* _Exercise directions_:
Please quote only the lines that start at the one with "pub(crate) const RETAIL_COMMON_KEY: [u8;" and go on to the last line of the data, both ends kept.

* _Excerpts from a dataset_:
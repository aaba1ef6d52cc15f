/*!
    Byte content of the built-in certificates: signatures, public keys, and
    the common AES keys. Opaque constant data, transcribed from the
    platform's certificate set.
*/

use hex_literal::hex;

pub(crate) const ROOT_MODULUS: [u8; 512] = hex!(
    "f8246c58bae7500301fbb7c2ebe0010571da922378f0514ec0031dd0d21ed3d0"
    "7efc852069b5de9bb951a8bc90a244926d379295ae9436aaa6a302510c7b1ded"
    "d5fb20869d7f3016f6be65d383a16db3321b95351890b17002937ee193f57e99"
    "a2474e9d3824c7aee38541f567e7518c7a0e38e7ebaf41191bcff17b42a6b4ed"
    "e6ce8de7318f7f5204b3990e226745afd485b24493008b08c7f6b7e56b02b3e8"
    "fe0c9d859cb8b68223b8ab27ee5f6538078b2db91e2a153e85818072a23b6dd9"
    "3281054f6fb0f6f5ad283eca0b7af35455e03da7b68326f3ec834af314048ac6"
    "df20d28508673cab62a2c7bc131a533e0b66806b1c30664b372331bdc4b0cad8"
    "d11ee7bbd9285548aaec1f66e821b3c8a0476900c5e688e80cce3c61d69cbba1"
    "37c6604f7a72dd8c7b3e3d51290daa6a597b081f9d3633a3467a356109aca7dd"
    "7d2e2fb2c1aeb8e20f4892d8b9f8b46f4e3c11f4f47d8b757dfefea3899c3359"
    "5c5efdebcbabe8413e3a9a803c69356eb2b2ad5cc4c858455ef5f7b30644b47c"
    "64068cdf809f76025a2db446e03d7cf62f34e702457b02a4cf5d9dd53ca53a7c"
    "a629788c67ca08bfecca43a957ad16c94e1cd875ca107dce7e0118f0df6bfee5"
    "1ddbd991c26e60cd4858aa592c820075f29f526c917c6fe5403ea7d4a50cec3b"
    "7384de886e82d2eb4d4e42b5f2b149a81ea7ce7144dc2994cfc44e1f91cbd495"
);

pub(crate) const RETAIL_CA_SIGNATURE: [u8; 512] = hex!(
    "b3adb3226b3c3dff1b4b407716ff4f7ad76486c895ac562d21f10601d4f66428"
    "191c07768fdf1ae2ce7b27c90fbc0ad0312578ec0779b657d4372413a7f86f0c"
    "14c0ef6e0941ed2b05ec3957360789004a878d2e9df8c7a5a9f8cab311b11879"
    "57bbf898e2a25402cf5439cf2bbfa0e1f85c066e839ae094ca47e01558f56e6f"
    "34e92aa2dc38937e37cd8c5c4dfd2f114fe868c9a8d9fed86e0c2175a2bd7e89"
    "b9c7b513f41a7961443910eff9d7fe572218d56dfb7f497aa4cb90d4f1aeb176"
    "e4685da7944060982f0448401fcfc6baebda1630b473b415233508070a9f4f89"
    "78e62cec5e9246a5a8bda0857868750c3a112faf95e838c8990e87b162cd10da"
    "b3319665ef889b541bb336bb67539fafc2ae2d0a2e75c02374ea4eac8d99507f"
    "59b95377305f2635c608a99093ac8fc6de23b97aea70b4c4cf66b30e58320ec5"
    "b6720448ce3bb11c531fcb70287cb5c27c674fbbfd8c7fc94220a473231d587e"
    "5a1a1a82e37579a1bb826ece0171c97563474b1d46e679b282376211cdc7002f"
    "4687c23c6dc0d5b5786ee1f273ff0192500ff4c7506aee72b6f43df608fea583"
    "a1f9860f87af524454bb47c3060c94e99bf7d632a7c8ab4b4ff535211fc18047"
    "bb7afa5a2bd7b884ad8e564f5b89ff379737f1f5013b1f9ec4186f922ad5c4b3"
    "c0d5870b9c04af1ab5f3bc6d0af17d4708e443e973f7b7707754baf3ecd2ac49"
);

pub(crate) const RETAIL_CA_MODULUS: [u8; 256] = hex!(
    "b279c9e2eee121c6eaf44ff639f88f078b4b77ed9f9560b0358281b50e55ab72"
    "1115a177703c7a30fe3ae9ef1c60bc1d974676b23a68cc04b198525bc968f11d"
    "e2db50e4d9e7f071e562dae2092233e9d363f61dd7c19ff3a4a91e8f6553d471"
    "dd7b84b9f1b8ce7335f0f5540563a1eab83963e09be901011f99546361287020"
    "e9cc0dab487f140d6626a1836d27111f2068de4772149151cf69c61ba60ef9d9"
    "49a0f71f5499f2d39ad28c7005348293c431ffbd33f6bca60dc7195ea2bcc56d"
    "200baf6d06d09c41db8de9c720154ca4832b69c08c69cd3b073a0063602f462d"
    "338061a5ea6c915cd5623579c3eb64ce44ef586d14baaa8834019b3eebeed379"
);

pub(crate) const RETAIL_TICKET_SIGNATURE: [u8; 256] = hex!(
    "7d9d5eba5281dca7065d2f0868db8ac73ace7ea991f1969fe1d0f2c11faec0c3"
    "f01adcb446ade5ca03b625219462c6e1410db9e63fde98d1af263b4cb2878427"
    "8272ef27134b87c258d67b62f2b5bf9cb6ba8c89192ec50689ac7424a0220940"
    "03ee98a4bd2f013b593fe5666cd5eb5ad7a49310f34efbb43d46cbf1b523cf82"
    "f68eb56db904a7c2a82be11d78d39ba20d90d30742db5e7ac1eff221510962cf"
    "a914a880dcf417ba99930aee08b0b0e51a3e9fafcdc2d7e3cba12f3ac00790de"
    "447ac3c538a8679238078bd4c4b245ac2916886d2a0e594eed5cc835698b4d62"
    "38df05724dccf681808a7074065930bff8514137e815fabaa172b8e0696c61e4"
);

pub(crate) const RETAIL_TICKET_MODULUS: [u8; 256] = hex!(
    "ad07a9378a7b100c7dc739be9eddb7320089ab25b1f871af5aa9f4589ed18302"
    "328e811a1fefd009c8063643f854b9e13bbb613a7acf8714856ba45baae7bbc6"
    "4eb2f75d87ebf267ed0fa441a933665e577d5adeabfb462e7600ca9ce94dc4cb"
    "983992ab7a2fb3a39ea2bf9c53ecd0dcfa6b8b5eb2cba40ffa4075f8f2b2de97"
    "3811872df5e2a6c38b2fdc8e57ddbd5f46eb27d61952f6aef862b7ee9ac682a2"
    "b19aa9b558fbebb3892fbd50c9f5dc4a6e9c9bfe458034a942182ddeb75fe0d1"
    "b3df0e97e39980877018c2b283f135757c5a30fc3f3084a49aaac01ee706694f"
    "8e1448da123acc4ffa26aa38f7efbf278f369779775db7c5adc78991dcf8438d"
);

pub(crate) const RETAIL_TMD_SIGNATURE: [u8; 256] = hex!(
    "4e005ff13f86758db69c45630fd49bf4cc5d54cfcc22347257aba4ba53d2b33d"
    "e6ec9ea1575453ae5f933d96bff7cc7a79566e847b1b6077c2a93871301a8cd3"
    "c93d4db326e9879266e9d3ba9f79bc4638fa2d20a03a7067a411a7a0b7d912ad"
    "116a3ac46e324247c208bab4949cc52ed02f19f651e0df2e3653aaaf97a692bb"
    "a91dd86e242eb308775511ce98f6a2f426c92704d0fc8dd4809ed761bd11b785"
    "948cd6d07adba408d0f086f65aae1914b2889aa8ae4aa2aac761a90d412cb150"
    "09ab3e93fca924dece4f7c06abdc2e609d68be0073fa80576a145eedc48b7432"
    "870793c8fca6d83e096ec5f2a9c421e748b373405be2fa8ae15878e9d5238875"
);

pub(crate) const RETAIL_TMD_MODULUS: [u8; 256] = hex!(
    "c16df3832955c3295b72f0332e97ef14848a68049ca68eacde145033b86c108d"
    "48335c5d0cab770462544755452a900070b156925c1786e2cd206dccdc2c2e37"
    "6e27fcb42066cc0a8ce9fee85704e6ca631a2e7e917e947c3991773629d15561"
    "85bbd7b773ca37479e5faaa3b605e001e1ace58dd8f84782d645fce3a1cd03ab"
    "36f0f386b1a2d13740a1948a53ba1b0d8c4863cd6b2c2e206494804c62faa93a"
    "7e33a9ea786b59cae3ab3645f4cb8fd7906b8268cdacf17b3aec46831b91f6de"
    "186183bc4b326793c72e50d91e36a0dce2b97da0213e4696021f331cbeae8dfc"
    "928732aa44dc78e7199a3ddd57227e9e77de326386936c11aca70f8119d33a99"
);

pub(crate) const DEBUG_CA_SIGNATURE: [u8; 512] = hex!(
    "9056b50c3630ebf9c880d7b774780414b8a935895fd487bba01352c26f629918"
    "3e68ebf0ff79d42ef6b18cb6305db39b18a912331a5fa6ab3f50cbb8ddab4f66"
    "c5a358358f4a48334e3a86686e668c0cbe8447a166cbcb4efdf6253730076c2a"
    "78515694cd4cf491989fa509044172507a51ea8e71c61a9433b02a07a5f12657"
    "424d44752afe6556963633c7c397982a71a4807f09789aeefb2b0769cb1da4e0"
    "caa70bb8f6fdcf46bd35c08a009c75ab9f5223c95ff7daae2f53e8e1af250dab"
    "1d1bb2d76a4a3338699538c6cdfebc72d0c369ec1f919e81ee2b40906cfdd369"
    "97ab49d3a9d591ddc842a0e4897bc88bd021674f7ebcb200a3c421b3957f6550"
    "9cd1c32cb55eebb46299b827d62e53632cff7007bffb5dcf8415fd3fc3d834e3"
    "6bf31f59909f2f66c6eac1fdfb3420a8ec94dd25f10410f30833d8cb08702e4a"
    "8d27cca75bcb5ac3eb3096ec64f8f528ddfe51f6269cf69e8d794f1ad0460406"
    "fe79ec98009c6a3ee7bd3d263044066ba1f458b61340138b0332a310b8d3c23e"
    "ac22b0d606a98f5198d8cf3ac7638504ff0a02d137af4a7bb891469525f36ceb"
    "fdcb0cd7f2d5e72ecedc26fe5db20b71ab5b47d3a4c9efebf42f4848abf7f563"
    "7997088a4c750dde290f18778b2b8c3d6017eb2ada374e1d17eff998e8bfb253"
    "dee2f4b563026295eb8949b5b4d103a2f500115f45a1d0f23b92c03406e4b6d1"
);

pub(crate) const DEBUG_CA_MODULUS: [u8; 256] = hex!(
    "c9cc2dc4df2930e4df3f8c70a078948775ad5e9aa604c5b4d8eaff2aa1d21467"
    "6564efca28cc00154554a1a3ea1379e9e6caaced1593fe88d89ac6b8acccab6e"
    "207ceb7cca29809e2980440662b7d4382a15da43085745a9aae59aa05bdb32f6"
    "6869a2dd4295386c87ecdd3508a2cf60d01e23ec2fe698f470d6001549a2f067"
    "59131e534c7006057def1d18a83f0ac79cfe80ff5a91f2bed4a0837061190a03"
    "29902165403c9a908fb615739f3ce33bf1baea16c25bced7963facc9d24d9c0a"
    "d76fc020b2c4b84c10a741a2cc7d9bac3aaccca3529bac316a9aa75d2a26c7d7"
    "d288cba466c5fe5f454ae679744a90a15772db3b0e47a49af031d16dbeab332b"
);

pub(crate) const DEBUG_TICKET_SIGNATURE: [u8; 256] = hex!(
    "87c6f80faee2a85a01a1e04b0476c90408e693f514ee4696bcfd0691e3e7f967"
    "8f0b9b90aecb9956a7bb1c9b1ee39631c8d55dae203048f2ccffc5caca3ebeb0"
    "cc1e3a5826f57eb33e48445dd6ca34cd1a1be67018a4d8cc8541ce3e0dbaae1f"
    "683c4087df8465ba822af6bd37c69392e32fe2add023f5f3721a5676ae724719"
    "4371fe872727ab09e064874c1a9bf70f5e4b6f6d8fe524f4a82c28aafe806968"
    "f49fee7e2eb9b8f91e7bf8b3a9aa1d1ef2c1e3cb88b4bc472986ebc21d39f391"
    "3ecd00197141f2b53a2f47d6b2febe0d77ebc40135558ea886e35f7bd90b3f45"
    "0b19a44da468286fa12d0abbb781640a095b013687a3ea6115f4e588ea951774"
);

pub(crate) const DEBUG_TICKET_MODULUS: [u8; 256] = hex!(
    "cbda828bb19c9fcd0b6ebe65e6857b2985b1566716d8ebd14268500101042437"
    "7387879a927dcd52c23aa380b6e8508113e5ecdeda5d38b33d9bfa4a610200f1"
    "c2c8687f1bce09dd049564bda59a22149e3ea0337331d3936044b09c6501f8b8"
    "79e95e8a160dc63f1b7d5f3b7e64aae15127389129b4b113c12cb7965c48e489"
    "e858a53486fe2111766e0124cb5f8336998732cbacf56e464a6cd2cd65272cd1"
    "46303f31aa399a44be5e91935182f865f3665d06107c9ee38d9103ee58548b30"
    "1a9e01db376b893dc4e6c74ebea25acf0d28e7c7b312998de771939dd1e3d66b"
    "d437c0d57d8bef33e527ba04cfd062619cd07e38c1c7e6704920715cc6357615"
);

pub(crate) const DEBUG_TMD_SIGNATURE: [u8; 256] = hex!(
    "5b02a6865de2370bfb79362fde0e40b603581ed794aa6a3eb3c30943aa0bbdde"
    "6940c0192909b6e9a2161a77651172690b4cbb747746c25e827c808b7f561e51"
    "3aab6a1bebce058d2f477d8027e808ea9a00415ca032bb9f4ce8159420f2e908"
    "ab8250ae005659e4e8277c8ffb061919df613e84295b1d3076f508987d598f6d"
    "940d0f37f92c3fae6fb35ecd3de5f1860df1d1459b98a33a86dc4b0e1c68fb61"
    "f470d57c42358e96b288329b529be9a55b170c8a946bf648457651d35076c32d"
    "c4287526b852db66e378a21c8116e41408bad89418ea4d09a88873675ef42c67"
    "3881594b762f666f20bb0117b1ff1364e7144279691519502d6d4e1e626e78b9"
);

pub(crate) const DEBUG_TMD_MODULUS: [u8; 256] = hex!(
    "c3d9a5f3c25d16d264ad2c0cb7e65c506d076305326ed9cdeb3a5f23b03f3880"
    "3f6096dcccdbe3d46e9a007b25bef959e7904add10f6120099c6fd3c80be9bdf"
    "745a0459b22a7c0cb4e773d704f42b779a69ac9fda4e65f13c3038984e9467e3"
    "a9112d815e53f575d9275287fb9810982f6230935eafebc03a64536b602e1722"
    "25975f648b1067c0149cbe8f1e15f573a750047f34eb0203324175204a407c79"
    "dde429d660732e02d47987f1335aaa95fb550d290da2cfc604b78a63ca645287"
    "aaebe07d6f6cdf0e6ff1c4c2606cc47729031e6b9c3ca3ed2db4f0588150b26e"
    "66db99ac4477a6fe806e08faeac5279271ffcf29b113eb1450d181d8bf4805bd"
);

pub(crate) const DEBUG_DEV_SIGNATURE: [u8; 256] = hex!(
    "9272bbbd156c59ab4d880d8df2a869f777dbdb5a27fcb371224e06bd138562ad"
    "870c77d2f1696e41a701d03aef5bb15456c493a96610ff8e3e617b42f3635832"
    "26ad2b8f9ee47ecfac0d02fee0a7d1ed0c6e7e5ab4045c8dfc66441d6db40e40"
    "e71e820de99db270af5f270d474a9f4fe7db81081d1ef0dcec2aec8e3daf60d0"
    "aadd0b0c3e9ec049eef6070ec39792280ac48bf81f4b16560dfb40f2c92af2ce"
    "8f3e1c443d85e6630916e2779a9229478e4e7dfb2216a93dd9ec2dd6c3105015"
    "f6998d65b50476221dca37e245c66049a5540a475b6327d49762ad529e23c274"
    "cf13fa78140b6a8ffa57c0c695248316fc19bc952bd24a3551835ac7c5a95fec"
);

pub(crate) const DEBUG_DEV_PUBLIC_KEY: [u8; 60] = hex!(
    "008cf95d1a80db01b2fd6168e0804aaf95eaf275696e4084172cce744205009b"
    "e0200cc947684938fb1454354680abdbed0bbf49ba82d08a8ca571bf"
);

// AES-128 common keys.

pub(crate) const RETAIL_COMMON_KEY: [u8; 16] = hex!("ebe42a225e8593e448d9c5457381aaf7");

pub(crate) const KOREAN_COMMON_KEY: [u8; 16] = hex!("63b82bb4f4614e2e13f2fefbba4c9b7e");

pub(crate) const DEBUG_COMMON_KEY: [u8; 16] = hex!("a1604a6a7123b529ae8bec32c816fcaa");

* _Output for this exercise_:
pub(crate) const RETAIL_COMMON_KEY: [u8; 16] = hex!("ebe42a225e8593e448d9c5457381aaf7");

pub(crate) const KOREAN_COMMON_KEY: [u8; 16] = hex!("63b82bb4f4614e2e13f2fefbba4c9b7e");

pub(crate) const DEBUG_COMMON_KEY: [u8; 16] = hex!("a1604a6a7123b529ae8bec32c816fcaa");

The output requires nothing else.